Disability Discrimination.... Strikes Again
A lady at Scope has suggested I post my most recent blog post here. If you like it feel free to look at my other posts some focusing on my disability and others on parenting. If you do like it I would love for you to become a 'friend'.
Disability Discrimination…. Strikes Again
I'm really torn: I want to tell you all about how life is as a newly disabled person, because although it can be depressing, in so many other ways it's surprising and interesting.
But I also don't want, and can’t afford, to depress myself by purposely thinking about all things that totally wind me up.
So, dear readers, I have decided I am going to list all the things that are winding me up at the moment but do so briefly and not dwell and not make myself cross! I have also written this post in several sittings to avoid REALLY winding myself up:
I haven't done a blog about discrimination for a while because I didn't want to come across as just whinging about my disabilities.
However, when things are done by other people or companies which actually make it even harder, it's already hard enough, there is a big problem.
Disability can happen to anyone at anytime - as I found out.

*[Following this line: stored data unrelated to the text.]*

//! Built-in module resolution, used when a host brings no resolver.
//!
//! Relative and absolute specifiers probe TypeScript extensions, then the
//! path itself, then directory indexes. Bare specifiers walk up through
//! `node_modules` and `node_modules/@types`.

use std::path::{Path, PathBuf};

use super::{Extension, ModuleNameLiteral, ResolvedModule, ResolvedModuleWithFailedLookups};
use crate::path::resolve_relative_specifier;

const EXTENSIONS: [&str; 3] = ["ts", "tsx", "d.ts"];
const INDEX_FILES: [&str; 3] = ["index.ts", "index.tsx", "index.d.ts"];

/// Resolve one specifier written in `containing_file`.
pub fn resolve_module_name(
    specifier: &str,
    containing_file: &Path,
    file_exists: impl Fn(&Path) -> bool,
) -> ResolvedModuleWithFailedLookups {
    let dir = containing_file.parent().unwrap_or(Path::new(""));
    let mut failed = Vec::new();

    if let Some(base) = resolve_relative_specifier(dir, specifier) {
        let resolved = probe(&base, &file_exists, &mut failed).map(ResolvedModule::local);
        return ResolvedModuleWithFailedLookups {
            resolved_module: resolved,
            failed_lookup_locations: failed,
            resolution_diagnostics: Vec::new(),
        };
    }

    for ancestor in dir.ancestors() {
        let modules = ancestor.join("node_modules");
        let candidates = [modules.join(specifier), modules.join("@types").join(specifier)];
        for candidate in candidates {
            if let Some(found) = probe(&candidate, &file_exists, &mut failed) {
                return ResolvedModuleWithFailedLookups {
                    resolved_module: Some(ResolvedModule {
                        extension: Extension::from_path(&found),
                        resolved_file_name: found,
                        is_external_library_import: true,
                    }),
                    failed_lookup_locations: failed,
                    resolution_diagnostics: Vec::new(),
                };
            }
        }
    }

    ResolvedModuleWithFailedLookups {
        resolved_module: None,
        failed_lookup_locations: failed,
        resolution_diagnostics: Vec::new(),
    }
}

fn probe(
    base: &Path,
    file_exists: &impl Fn(&Path) -> bool,
    failed: &mut Vec<PathBuf>,
) -> Option<PathBuf> {
    let mut candidates: Vec<PathBuf> = Vec::new();
    let text = base.to_string_lossy();
    // `./a.js` in TypeScript source refers to `./a.ts`.
    if let Some(stem) = text.strip_suffix(".js") {
        candidates.push(PathBuf::from(format!("{stem}.ts")));
        candidates.push(PathBuf::from(format!("{stem}.tsx")));
    }
    for extension in EXTENSIONS {
        candidates.push(PathBuf::from(format!("{text}.{extension}")));
    }
    if Extension::from_path(base) != Extension::Js {
        candidates.push(base.to_path_buf());
    }
    for index in INDEX_FILES {
        candidates.push(base.join(index));
    }

    for candidate in candidates {
        if file_exists(&candidate) {
            return Some(candidate);
        }
        failed.push(candidate);
    }
    None
}

/// Resolve literals through an optional name-based resolver, falling back
/// to [`resolve_module_name`] when the resolver is absent.
pub fn resolve_module_names_with(
    literals: &[ModuleNameLiteral],
    containing_file: &Path,
    resolve_names: impl FnOnce(&[String]) -> Option<Vec<Option<ResolvedModule>>>,
    file_exists: impl Fn(&Path) -> bool,
) -> Vec<ResolvedModuleWithFailedLookups> {
    let names: Vec<String> = literals.iter().map(|l| l.text.clone()).collect();
    match resolve_names(&names) {
        Some(mut resolved) => {
            resolved.resize(names.len(), None);
            resolved
                .into_iter()
                .map(ResolvedModuleWithFailedLookups::from_resolved)
                .collect()
        }
        None => names
            .iter()
            .map(|name| resolve_module_name(name, containing_file, &file_exists))
            .collect(),
    }
}

#[cfg(test)]
mod tests {
    use super::*;

    fn exists_in(files: &'static [&'static str]) -> impl Fn(&Path) -> bool {
        move |path| files.iter().any(|f| Path::new(f) == path)
    }

    #[test]
    fn test_relative_extension_probe() {
        let result = resolve_module_name(
            "./route",
            Path::new("/p/src/main.ts"),
            exists_in(&["/p/src/route.ts"]),
        );
        let module = result.resolved_module.expect("resolved");
        assert_eq!(module.resolved_file_name, PathBuf::from("/p/src/route.ts"));
        assert!(!module.is_external_library_import);
    }

    #[test]
    fn test_js_suffix_maps_to_ts() {
        let result = resolve_module_name(
            "../lib/util.js",
            Path::new("/p/src/main.ts"),
            exists_in(&["/p/lib/util.ts"]),
        );
        assert_eq!(
            result.resolved_module.map(|m| m.resolved_file_name),
            Some(PathBuf::from("/p/lib/util.ts"))
        );
    }

    #[test]
    fn test_directory_index() {
        let result = resolve_module_name(
            "./routes",
            Path::new("/p/main.ts"),
            exists_in(&["/p/routes/index.ts"]),
        );
        assert_eq!(
            result.resolved_module.map(|m| m.resolved_file_name),
            Some(PathBuf::from("/p/routes/index.ts"))
        );
    }

    #[test]
    fn test_bare_specifier_walks_node_modules() {
        let result = resolve_module_name(
            "schema",
            Path::new("/p/src/deep/main.ts"),
            exists_in(&["/p/node_modules/@types/schema/index.d.ts"]),
        );
        let module = result.resolved_module.expect("resolved");
        assert!(module.is_external_library_import);
        assert_eq!(module.extension, Extension::Dts);
    }

    #[test]
    fn test_unresolved_lists_failed_lookups() {
        let result = resolve_module_name("./nope", Path::new("/p/main.ts"), exists_in(&[]));
        assert!(result.resolved_module.is_none());
        assert!(result.failed_lookup_locations.contains(&PathBuf::from("/p/nope.ts")));
    }
}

In her book, Discrimination Law, Sandra Fredman (second edition, 2010, Oxford University Press) talks about how surprising it is, given its random nature, that society stigmatises, is prejudiced against and excludes disabled people.
Below are my current niggles. They range from what I see as ‘proper’ Disability Discrimination, in particular Indirect Discrimination and a failure to make reasonable adjustments right down to things that don't seriously affect me but really wind me up.
Before my brain haemorrhage in 2013 I was a solicitor. And to be honest, I wish I hadn't studied discrimination law because thinking something is discriminatory, saying it is and then having absolutely nothing change is incredibly frustrating!
I feel like I constantly have to battle for everything that able-bodied people take for granted. And to be quite honest, it's exhausting. I have written so many letters and emails. The harsh reality is it OK because it isn't you…But it is me, it is my life and it is for the 13.9 million other disabled people in the UK.
So here we go. The current (there have been and will be others) list of things that wind me up:
· NCP have an under 2-hour time constraint on the car park I want to use in Colchester town centre, which I think is very unfair. Sure, it might sound fair as it’s equal - everyone pays £6 for under 2 hours parking (as of Nov '18). But we aren’t all equal! I can do hardly anything in 2 hours because of my mobility. The truth is, I am not equal in this sense. Because of my disability, because of the restrictions on my mobility, I need more time.
However, this policy hasn't been adjusted to make it fairer for people like me. I don't want free parking - just fairer parking!
· The access pathways from the much-needed new disabled car park at Colchester General Hospital are in opposite direction to the main entrance. I mean, seriously, it isn't rocket science to install them in the direction users might actually want to go…
· A local theatre has a segregated area for wheelchair users. Perhaps wheelchair users like this? I was told they did have feedback and it was very positive (!) Apparently if you sit in a wheelchair, you have to be in their special area but if you can transfer you can sit elsewhere. I was hoping wheelchair users had a choice - there was a flat level previously for wheelchair users, indeed I have used it, at the end of row J (I think). However, I was told that having wheelchairs at the end of this one row on a flat level was awkward for other theatre goers...
I know that when I was in a wheelchair (and this was luckily only for 6 months), I would have flatly refused to go in a special area just for wheelchairs only even if I could have my friends and family with me. I wouldn't have wanted to be differentiated just because of my disabilities relating to my mobility from other theatre goers. I go to the theatre to escape my reality, not to be reminded of it.
· There are no maps available showing disabled parking available in Colchester town centre. You would think something like this would be easy just to print off, but it’s not. Because the maps don't exist. You know what? They really should! I’ll draw one for them if they want.
· I was going to complain about the market on Colchester High Street preventing disabled people parking on the high street on certain days. Therefore you can't be disabled on Friday and Saturday...However, I understand that they have moved it - yay I think it had more to do with low market figures as opposed to preventing disabled people parking but yay anyway
At the risk of sounding like I am just whinging, I know life is harder than it should be for those of us who are disabled. Changes should and could be made to make our lives better. So, I will carry on writing my letters and emails because as I have mentioned before, I persevere. And on this subject, I know I am right.